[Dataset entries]
.....
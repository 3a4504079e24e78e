//! Tests for the role synchronizer and its users cache.

use std::sync::Arc;

use couchsync::connector::{
    ASSIGNED, EntitlementPurpose, MismatchPolicy, Profile, Resource, ResourceKind,
    ResourceSyncer, ResourceTrait, RoleSyncer,
};
use serde_json::json;

use crate::helpers::*;

fn role_syncer(server: &MockCouch) -> RoleSyncer {
    RoleSyncer::new(Arc::new(server.client()), MismatchPolicy::Skip)
}

fn role<'a>(roles: &'a [Resource], id: &str) -> &'a Resource {
    roles
        .iter()
        .find(|r| r.id.resource == id)
        .unwrap_or_else(|| panic!("role {id} not listed"))
}

#[tokio::test]
async fn test_list_without_parent_is_empty() {
    let server = shop_server().await;
    let mut syncer = role_syncer(&server);

    let page = syncer.list(None, None).await.unwrap();
    assert!(page.items.is_empty());
    assert!(page.next_token.is_none());
    assert!(syncer.cache().is_empty());
    assert!(server.requests().is_empty());
}

#[tokio::test]
async fn test_list_roles_of_database() {
    let server = shop_server().await;
    let mut syncer = role_syncer(&server);

    let page = syncer.list(Some(&database_id("shop")), None).await.unwrap();
    assert_eq!(ids(&page.items), vec!["shop/admin", "shop/r1", "shop/r2"]);
    assert!(page.next_token.is_none());

    let admin = role(&page.items, "shop/admin");
    assert_eq!(admin.kind(), ResourceKind::Role);
    assert_eq!(admin.resource_trait, ResourceTrait::Role);
    assert_eq!(admin.display_name, "db:shop / admin");
    assert_eq!(admin.parent, Some(database_id("shop")));
    match &admin.profile {
        Profile::Role(profile) => {
            assert_eq!(profile.id, "shop/admin");
            assert_eq!(profile.role, "admin");
            assert_eq!(profile.database, "shop");
        }
        other => panic!("unexpected profile: {other:?}"),
    }

    assert_eq!(syncer.cache().len(), 3);
    assert!(syncer.cache().has_database("shop"));
    assert_eq!(server.requests(), vec!["/shop/_security"]);
}

#[tokio::test]
async fn test_list_keeps_one_entry_per_user() {
    let server = MockCouch::start().await;
    server.add_database(
        "shop",
        json!({"members": {"names": ["bob", "carol"], "roles": ["r1", "r1"]}}),
    );
    let mut syncer = role_syncer(&server);

    let page = syncer.list(Some(&database_id("shop")), None).await.unwrap();
    assert_eq!(ids(&page.items), vec!["shop/r1", "shop/r1"]);
}

#[tokio::test]
async fn test_entitlements_single_assigned() {
    let server = shop_server().await;
    let mut syncer = role_syncer(&server);
    let roles = syncer
        .list(Some(&database_id("shop")), None)
        .await
        .unwrap()
        .items;
    let admin = role(&roles, "shop/admin");

    let page = syncer.entitlements(admin, None).await.unwrap();
    assert_eq!(page.items.len(), 1);
    assert!(page.next_token.is_none());

    let entitlement = &page.items[0];
    assert_eq!(entitlement.slug, ASSIGNED);
    assert_eq!(entitlement.id, "role:shop/admin:assigned");
    assert_eq!(entitlement.resource, admin.id);
    assert_eq!(entitlement.grantable_to, vec![ResourceKind::User]);
    assert_eq!(entitlement.display_name, admin.display_name);
    assert_eq!(entitlement.description, admin.description);
    assert_eq!(entitlement.purpose, EntitlementPurpose::Permission);
}

#[tokio::test]
async fn test_grants_after_list() {
    let server = shop_server().await;
    let mut syncer = role_syncer(&server);
    let roles = syncer
        .list(Some(&database_id("shop")), None)
        .await
        .unwrap()
        .items;

    for (role_id, user_id) in [
        ("shop/admin", "shop/alice"),
        ("shop/r1", "shop/bob"),
        ("shop/r2", "shop/carol"),
    ] {
        let page = syncer.grants(role(&roles, role_id), None).await.unwrap();
        assert_eq!(page.items.len(), 1, "{role_id}");
        let grant = &page.items[0];
        assert_eq!(grant.resource.resource, role_id);
        assert_eq!(grant.entitlement_id, format!("role:{role_id}:assigned"));
        assert_eq!(grant.principal.kind, ResourceKind::User);
        assert_eq!(grant.principal.resource, user_id);
    }

    // Grants are answered from the cache without further requests
    assert_eq!(server.requests(), vec!["/shop/_security"]);
}

#[tokio::test]
async fn test_grants_before_list_are_empty() {
    let server = shop_server().await;

    let mut lister = role_syncer(&server);
    let roles = lister
        .list(Some(&database_id("shop")), None)
        .await
        .unwrap()
        .items;

    // A fresh synchronizer has not listed the database yet
    let fresh = role_syncer(&server);
    let page = fresh.grants(role(&roles, "shop/r1"), None).await.unwrap();
    assert!(page.items.is_empty());
    assert!(!fresh.cache().has_database("shop"));
}

#[tokio::test]
async fn test_grants_for_shared_role_in_cache_order() {
    let server = MockCouch::start().await;
    server.add_database(
        "shop",
        json!({
            "admins": {"names": ["alice"], "roles": ["r1"]},
            "members": {"names": ["carol", "bob"], "roles": ["r1", "r2"]}
        }),
    );
    let mut syncer = role_syncer(&server);
    let roles = syncer
        .list(Some(&database_id("shop")), None)
        .await
        .unwrap()
        .items;

    let page = syncer.grants(role(&roles, "shop/r1"), None).await.unwrap();
    let principals: Vec<_> = page
        .items
        .iter()
        .map(|g| g.principal.resource.as_str())
        .collect();
    assert_eq!(principals, vec!["shop/alice", "shop/carol"]);
}

#[tokio::test]
async fn test_same_role_name_in_other_database_not_granted() {
    let server = shop_server().await;
    server.add_database(
        "blog",
        json!({"members": {"names": ["dave"], "roles": ["r1"]}}),
    );
    let mut syncer = role_syncer(&server);

    let shop_roles = syncer
        .list(Some(&database_id("shop")), None)
        .await
        .unwrap()
        .items;
    let blog_roles = syncer
        .list(Some(&database_id("blog")), None)
        .await
        .unwrap()
        .items;

    let shop_r1 = syncer.grants(role(&shop_roles, "shop/r1"), None).await.unwrap();
    assert_eq!(shop_r1.items.len(), 1);
    assert_eq!(shop_r1.items[0].principal.resource, "shop/bob");

    let blog_r1 = syncer.grants(role(&blog_roles, "blog/r1"), None).await.unwrap();
    assert_eq!(blog_r1.items.len(), 1);
    assert_eq!(blog_r1.items[0].principal.resource, "blog/dave");
}

#[tokio::test]
async fn test_relisting_duplicates_cached_users() {
    let server = shop_server().await;
    let mut syncer = role_syncer(&server);

    let roles = syncer
        .list(Some(&database_id("shop")), None)
        .await
        .unwrap()
        .items;
    syncer
        .list(Some(&database_id("shop")), None)
        .await
        .unwrap();

    assert_eq!(syncer.cache().len(), 6);
    let page = syncer.grants(role(&roles, "shop/r1"), None).await.unwrap();
    assert_eq!(page.items.len(), 2);
}

#[tokio::test]
async fn test_mismatched_component_yields_no_roles() {
    let server = MockCouch::start().await;
    server.add_database(
        "shop",
        json!({"members": {"names": ["dave", "erin"], "roles": ["only-one"]}}),
    );
    let mut syncer = role_syncer(&server);

    let page = syncer.list(Some(&database_id("shop")), None).await.unwrap();
    assert!(page.items.is_empty());
    assert!(syncer.cache().is_empty());
    assert!(syncer.cache().has_database("shop"));
}

#[tokio::test]
async fn test_mismatched_component_rejected_when_strict() {
    let server = MockCouch::start().await;
    server.add_database(
        "shop",
        json!({"members": {"names": ["dave", "erin"], "roles": ["only-one"]}}),
    );
    let mut syncer = RoleSyncer::new(Arc::new(server.client()), MismatchPolicy::Reject);

    let err = syncer
        .list(Some(&database_id("shop")), None)
        .await
        .unwrap_err();
    assert!(err.is_integrity_error());
    assert!(syncer.cache().is_empty());
}

#[tokio::test]
async fn test_missing_security_document_is_error() {
    let server = MockCouch::start().await;
    server.add_database_raw("ghost", "null");
    let mut syncer = role_syncer(&server);

    let err = syncer
        .list(Some(&database_id("ghost")), None)
        .await
        .unwrap_err();
    assert!(err.is_not_found());
    assert_eq!(
        err.to_string(),
        "the security object of 'ghost' database couldn't be retrieved"
    );
    assert!(!syncer.cache().has_database("ghost"));
}
//! Sync command - runs one traversal and prints the identity graph.

use couchsync::{Connector, SyncedGraph, connector::ResourceKind, traverse};

use crate::output::{OutputFormat, print_section};

/// Run the sync command
pub async fn run(
    connector: &Connector,
    format: OutputFormat,
) -> Result<(), Box<dyn std::error::Error>> {
    let graph = traverse(connector).await?;

    match format {
        OutputFormat::Human => print_graph(&graph),
        OutputFormat::Json => println!("{}", serde_json::to_string_pretty(&graph)?),
    }

    Ok(())
}

fn print_graph(graph: &SyncedGraph) {
    let databases: Vec<Vec<String>> = graph
        .resources_of(ResourceKind::Database)
        .map(|r| vec![r.id.resource.clone()])
        .collect();
    print_section("Databases", &["NAME"], &databases);

    for (title, kind) in [("Roles", ResourceKind::Role), ("Users", ResourceKind::User)] {
        let rows: Vec<Vec<String>> = graph
            .resources_of(kind)
            .map(|r| {
                vec![
                    r.id.resource.clone(),
                    r.display_name.clone(),
                    r.database().to_string(),
                ]
            })
            .collect();
        print_section(title, &["ID", "DISPLAY NAME", "DATABASE"], &rows);
    }

    let entitlements: Vec<Vec<String>> = graph
        .entitlements
        .iter()
        .map(|e| vec![e.id.clone(), e.display_name.clone()])
        .collect();
    print_section("Entitlements", &["ID", "DISPLAY NAME"], &entitlements);

    let grants: Vec<Vec<String>> = graph
        .grants
        .iter()
        .map(|g| vec![g.resource.resource.clone(), g.principal.resource.clone()])
        .collect();
    print_section("Grants", &["ROLE", "USER"], &grants);
}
.....
#### To do:
Each line of the data that has the string "fresh" should be returned.

#### Final answer:
    // A fresh synchronizer has not listed the database yet
    let fresh = role_syncer(&server);
    let page = fresh.grants(role(&roles, "shop/r1"), None).await.unwrap();
    assert!(!fresh.cache().has_database("shop"));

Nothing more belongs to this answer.